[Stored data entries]
*** Block opens ***

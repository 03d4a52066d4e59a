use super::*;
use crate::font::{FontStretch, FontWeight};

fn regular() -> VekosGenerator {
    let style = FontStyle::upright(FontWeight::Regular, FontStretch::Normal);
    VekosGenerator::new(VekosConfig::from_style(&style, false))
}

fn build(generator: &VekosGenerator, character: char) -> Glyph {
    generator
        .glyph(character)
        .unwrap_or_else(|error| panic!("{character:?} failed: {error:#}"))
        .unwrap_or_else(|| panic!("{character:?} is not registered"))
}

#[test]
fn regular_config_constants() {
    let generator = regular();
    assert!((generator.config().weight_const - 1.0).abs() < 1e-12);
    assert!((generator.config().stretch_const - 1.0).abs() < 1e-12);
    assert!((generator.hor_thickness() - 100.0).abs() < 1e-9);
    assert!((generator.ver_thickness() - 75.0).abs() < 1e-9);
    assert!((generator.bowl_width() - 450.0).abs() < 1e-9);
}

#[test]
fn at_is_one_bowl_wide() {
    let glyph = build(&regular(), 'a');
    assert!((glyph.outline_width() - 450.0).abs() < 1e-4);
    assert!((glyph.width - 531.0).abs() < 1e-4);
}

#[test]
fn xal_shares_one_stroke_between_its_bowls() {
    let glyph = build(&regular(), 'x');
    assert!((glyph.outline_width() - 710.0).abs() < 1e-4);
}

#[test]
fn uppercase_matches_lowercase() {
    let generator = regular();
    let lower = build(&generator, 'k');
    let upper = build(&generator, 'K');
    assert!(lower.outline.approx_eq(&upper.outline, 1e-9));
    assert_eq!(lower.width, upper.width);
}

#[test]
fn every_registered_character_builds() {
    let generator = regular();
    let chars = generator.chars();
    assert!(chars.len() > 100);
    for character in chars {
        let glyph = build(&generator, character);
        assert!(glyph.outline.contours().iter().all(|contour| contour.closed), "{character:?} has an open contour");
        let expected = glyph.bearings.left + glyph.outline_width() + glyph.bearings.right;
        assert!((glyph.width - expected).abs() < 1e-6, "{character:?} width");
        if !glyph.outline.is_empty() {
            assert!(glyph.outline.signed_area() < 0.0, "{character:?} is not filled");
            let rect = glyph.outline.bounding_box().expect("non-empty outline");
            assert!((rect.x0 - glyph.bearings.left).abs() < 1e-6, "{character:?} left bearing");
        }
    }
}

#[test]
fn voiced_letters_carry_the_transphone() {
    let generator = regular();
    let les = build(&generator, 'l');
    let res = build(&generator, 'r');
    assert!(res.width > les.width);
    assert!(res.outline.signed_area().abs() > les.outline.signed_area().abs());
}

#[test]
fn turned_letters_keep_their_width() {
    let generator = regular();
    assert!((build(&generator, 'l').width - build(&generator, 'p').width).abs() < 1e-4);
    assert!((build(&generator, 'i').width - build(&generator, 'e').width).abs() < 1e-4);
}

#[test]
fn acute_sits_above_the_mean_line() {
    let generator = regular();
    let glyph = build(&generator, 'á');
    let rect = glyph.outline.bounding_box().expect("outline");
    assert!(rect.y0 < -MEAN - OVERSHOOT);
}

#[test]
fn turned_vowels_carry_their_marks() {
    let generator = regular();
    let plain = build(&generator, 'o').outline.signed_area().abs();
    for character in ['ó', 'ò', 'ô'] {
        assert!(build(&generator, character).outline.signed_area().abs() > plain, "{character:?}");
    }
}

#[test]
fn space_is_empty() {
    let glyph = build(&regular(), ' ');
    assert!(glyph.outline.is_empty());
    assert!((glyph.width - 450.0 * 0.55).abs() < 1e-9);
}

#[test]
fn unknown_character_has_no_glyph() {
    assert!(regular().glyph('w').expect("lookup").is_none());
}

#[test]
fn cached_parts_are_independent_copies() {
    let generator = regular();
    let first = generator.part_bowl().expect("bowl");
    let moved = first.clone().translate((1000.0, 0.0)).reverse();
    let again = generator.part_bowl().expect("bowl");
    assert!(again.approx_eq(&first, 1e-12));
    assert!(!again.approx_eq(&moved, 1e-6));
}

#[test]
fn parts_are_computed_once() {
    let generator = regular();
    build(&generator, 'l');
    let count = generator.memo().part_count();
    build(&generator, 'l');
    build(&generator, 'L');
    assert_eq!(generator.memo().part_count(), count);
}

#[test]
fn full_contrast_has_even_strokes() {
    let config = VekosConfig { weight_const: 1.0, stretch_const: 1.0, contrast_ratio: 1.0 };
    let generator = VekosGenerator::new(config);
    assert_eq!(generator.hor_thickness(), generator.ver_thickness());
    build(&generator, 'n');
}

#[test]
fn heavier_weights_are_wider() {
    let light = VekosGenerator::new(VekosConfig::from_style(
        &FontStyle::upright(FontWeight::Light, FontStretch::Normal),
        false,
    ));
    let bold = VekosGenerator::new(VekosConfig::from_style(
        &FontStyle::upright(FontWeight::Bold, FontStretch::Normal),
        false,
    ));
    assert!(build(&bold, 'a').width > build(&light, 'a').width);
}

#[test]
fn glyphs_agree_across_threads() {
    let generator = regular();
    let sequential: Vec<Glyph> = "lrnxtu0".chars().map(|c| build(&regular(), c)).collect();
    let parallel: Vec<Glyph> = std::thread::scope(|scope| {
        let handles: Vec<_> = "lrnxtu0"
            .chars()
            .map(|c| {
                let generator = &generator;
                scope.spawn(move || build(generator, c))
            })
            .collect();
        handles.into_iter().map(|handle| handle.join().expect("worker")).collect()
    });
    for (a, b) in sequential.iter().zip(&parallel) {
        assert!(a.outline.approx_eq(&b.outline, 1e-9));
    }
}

*** Block closes ***
*** Block opens ***

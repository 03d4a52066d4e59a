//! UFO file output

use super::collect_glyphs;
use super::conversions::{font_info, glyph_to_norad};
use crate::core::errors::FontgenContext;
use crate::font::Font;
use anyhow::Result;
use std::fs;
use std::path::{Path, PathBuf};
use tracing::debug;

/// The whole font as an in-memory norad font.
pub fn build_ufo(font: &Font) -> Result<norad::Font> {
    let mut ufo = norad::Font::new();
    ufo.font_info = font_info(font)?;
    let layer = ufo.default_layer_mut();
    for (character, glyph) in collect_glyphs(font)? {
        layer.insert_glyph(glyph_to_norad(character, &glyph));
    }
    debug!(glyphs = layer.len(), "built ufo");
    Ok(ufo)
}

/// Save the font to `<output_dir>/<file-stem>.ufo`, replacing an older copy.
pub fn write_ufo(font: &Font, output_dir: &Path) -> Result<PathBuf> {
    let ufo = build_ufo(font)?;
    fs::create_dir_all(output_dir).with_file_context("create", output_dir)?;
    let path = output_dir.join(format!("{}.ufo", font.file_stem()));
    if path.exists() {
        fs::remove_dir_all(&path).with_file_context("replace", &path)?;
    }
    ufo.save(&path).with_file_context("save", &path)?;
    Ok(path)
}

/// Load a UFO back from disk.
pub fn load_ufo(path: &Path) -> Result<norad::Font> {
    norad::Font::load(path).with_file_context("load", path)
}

*** Block closes ***

**TASK TO COMPLETE**. Your answer must consist solely of the lines above between the line holding "let expected = glyph.bearings.left" and the line holding "assert!(again.approx_eq(&first, 1e-12));", inclusive, copied exactly.

**RESPONSE AREA**.
        let expected = glyph.bearings.left + glyph.outline_width() + glyph.bearings.right;
        assert!((glyph.width - expected).abs() < 1e-6, "{character:?} width");
        if !glyph.outline.is_empty() {
            assert!(glyph.outline.signed_area() < 0.0, "{character:?} is not filled");
            let rect = glyph.outline.bounding_box().expect("non-empty outline");
            assert!((rect.x0 - glyph.bearings.left).abs() < 1e-6, "{character:?} left bearing");
        }
    }
}

#[test]
fn voiced_letters_carry_the_transphone() {
    let generator = regular();
    let les = build(&generator, 'l');
    let res = build(&generator, 'r');
    assert!(res.width > les.width);
    assert!(res.outline.signed_area().abs() > les.outline.signed_area().abs());
}

#[test]
fn turned_letters_keep_their_width() {
    let generator = regular();
    assert!((build(&generator, 'l').width - build(&generator, 'p').width).abs() < 1e-4);
    assert!((build(&generator, 'i').width - build(&generator, 'e').width).abs() < 1e-4);
}

#[test]
fn acute_sits_above_the_mean_line() {
    let generator = regular();
    let glyph = build(&generator, 'á');
    let rect = glyph.outline.bounding_box().expect("outline");
    assert!(rect.y0 < -MEAN - OVERSHOOT);
}

#[test]
fn turned_vowels_carry_their_marks() {
    let generator = regular();
    let plain = build(&generator, 'o').outline.signed_area().abs();
    for character in ['ó', 'ò', 'ô'] {
        assert!(build(&generator, character).outline.signed_area().abs() > plain, "{character:?}");
    }
}

#[test]
fn space_is_empty() {
    let glyph = build(&regular(), ' ');
    assert!(glyph.outline.is_empty());
    assert!((glyph.width - 450.0 * 0.55).abs() < 1e-9);
}

#[test]
fn unknown_character_has_no_glyph() {
    assert!(regular().glyph('w').expect("lookup").is_none());
}

#[test]
fn cached_parts_are_independent_copies() {
    let generator = regular();
    let first = generator.part_bowl().expect("bowl");
    let moved = first.clone().translate((1000.0, 0.0)).reverse();
    let again = generator.part_bowl().expect("bowl");
    assert!(again.approx_eq(&first, 1e-12));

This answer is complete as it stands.